═══ SUPPLIED DATA ═══

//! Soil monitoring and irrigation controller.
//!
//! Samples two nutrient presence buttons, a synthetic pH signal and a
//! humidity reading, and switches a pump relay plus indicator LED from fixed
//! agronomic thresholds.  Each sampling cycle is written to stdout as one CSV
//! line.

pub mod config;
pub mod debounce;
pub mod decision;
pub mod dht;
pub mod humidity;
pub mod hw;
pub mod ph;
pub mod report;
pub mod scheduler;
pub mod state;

═══
═══ SUPPLIED DATA ═══

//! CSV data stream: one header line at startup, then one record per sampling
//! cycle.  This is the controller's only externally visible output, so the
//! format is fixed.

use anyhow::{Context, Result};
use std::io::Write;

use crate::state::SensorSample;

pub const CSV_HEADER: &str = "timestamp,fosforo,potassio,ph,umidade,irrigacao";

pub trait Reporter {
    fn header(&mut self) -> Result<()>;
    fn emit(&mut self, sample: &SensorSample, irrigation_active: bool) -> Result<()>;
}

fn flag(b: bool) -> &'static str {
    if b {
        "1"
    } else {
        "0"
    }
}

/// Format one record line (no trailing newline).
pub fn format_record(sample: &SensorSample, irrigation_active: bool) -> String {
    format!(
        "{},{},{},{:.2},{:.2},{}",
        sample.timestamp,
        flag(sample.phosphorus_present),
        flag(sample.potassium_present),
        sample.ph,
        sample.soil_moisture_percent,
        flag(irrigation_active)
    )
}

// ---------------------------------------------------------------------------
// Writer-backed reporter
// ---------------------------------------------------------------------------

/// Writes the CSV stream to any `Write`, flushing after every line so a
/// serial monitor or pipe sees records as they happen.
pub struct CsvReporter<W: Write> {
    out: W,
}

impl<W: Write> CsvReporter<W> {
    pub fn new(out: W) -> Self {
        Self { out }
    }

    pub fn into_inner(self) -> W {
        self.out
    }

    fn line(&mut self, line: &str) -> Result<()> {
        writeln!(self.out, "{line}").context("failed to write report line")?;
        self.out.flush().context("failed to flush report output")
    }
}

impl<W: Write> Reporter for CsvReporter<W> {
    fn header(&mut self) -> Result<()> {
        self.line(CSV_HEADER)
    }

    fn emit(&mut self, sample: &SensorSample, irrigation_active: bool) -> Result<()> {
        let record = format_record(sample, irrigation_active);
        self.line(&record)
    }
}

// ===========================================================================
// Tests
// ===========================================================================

═══

Tally the lines above containing "bool". Answer with the count only.

4